▶ [TASK DESCRIPTION]: Only one stretch of the records below is wanted: the lines from the one holding "handles in its" through the one holding "type Material: BorrowMut<MaterialStates>;". Return it exactly, both ends included.

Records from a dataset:
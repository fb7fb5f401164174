//! The resource factory seam between the script reader and a renderer.

use std::borrow::BorrowMut;

use crate::color::Color;
use crate::layer::{LayerKind, TextureLayer};
use crate::material::MaterialStates;
use crate::texture::{TextureFilter, TextureFlags};
use crate::types::{
    Backend, BufferType, BuiltinVertexFormat, HardwareFormat, PixelFormat, ShaderType,
    ShaderVersion, TextureType,
};
use crate::vertex::VertexFormat;

/// Vertex input layout a shader class is created with.
///
/// `F` is the vertex format handle of the render system. Builtin formats are
/// owned by the render system and named by kind only.
#[derive(Debug)]
pub enum InputLayout<'a, F> {
    Builtin(BuiltinVertexFormat),
    Declared(&'a F),
}

/// Creates the GPU-side resources a material script declares.
///
/// Implementations own whatever device state they need. The reader calls
/// them inline while parsing and stores the returned handles in its
/// registries. Materials, vertex formats and texture layers are configured
/// through the plain state each handle exposes with [`BorrowMut`].
pub trait RenderSystem {
    type Material: BorrowMut<MaterialStates>;
    type Format: BorrowMut<VertexFormat>;
    type Layer: BorrowMut<TextureLayer>;
    type ShaderClass;
    type Texture: TextureHandle;

    fn backend(&self) -> Backend;

    fn supports_shaders(&self) -> bool {
        true
    }

    fn create_material(&mut self) -> Self::Material;

    /// An empty vertex format for a `vertexFormat` declaration.
    fn create_vertex_format(&mut self) -> Self::Format;

    fn builtin_vertex_format(&self, format: BuiltinVertexFormat) -> &Self::Format;

    fn create_texture_layer(&mut self, kind: LayerKind) -> Self::Layer;

    fn create_shader_class(
        &mut self,
        input_layout: Option<InputLayout<'_, Self::Format>>,
    ) -> Self::ShaderClass;

    /// Compiles one stage into `class`. Returns false if compilation failed.
    fn compile_shader_stage(
        &mut self,
        class: &mut Self::ShaderClass,
        stage: ShaderType,
        version: ShaderVersion,
        source: &[String],
        entry_point: &str,
    ) -> bool;

    /// Links every stage of `class`. Returns false if linking failed.
    fn compile_shader_class(&mut self, class: &mut Self::ShaderClass) -> bool;

    /// Loads a texture from an image file, `None` if it could not be read.
    fn load_texture(&mut self, path: &str) -> Option<Self::Texture>;

    fn create_texture(&mut self, flags: &TextureFlags) -> Self::Texture;
}

/// Post-creation configuration of a texture.
pub trait TextureHandle {
    fn set_filter(&mut self, filter: &TextureFilter);
    fn set_format(&mut self, format: PixelFormat);
    fn set_hardware_format(&mut self, format: HardwareFormat);
    fn set_size(&mut self, width: i32, height: i32);
    fn set_type(&mut self, ty: TextureType, depth: i32);
    fn set_render_target(&mut self, enable: bool);
    fn set_color_key(&mut self, key: Color);
    fn buffer_type(&self) -> BufferType;
    /// Fills every pixel of a byte image buffer.
    fn fill_ubyte(&mut self, color: Color);
    /// Fills every pixel of a float image buffer.
    fn fill_float(&mut self, color: [f32; 4]);
}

▶ [RESPONSE]:
/// them inline while parsing and stores the returned handles in its
/// registries. Materials, vertex formats and texture layers are configured
/// through the plain state each handle exposes with [`BorrowMut`].
pub trait RenderSystem {
    type Material: BorrowMut<MaterialStates>;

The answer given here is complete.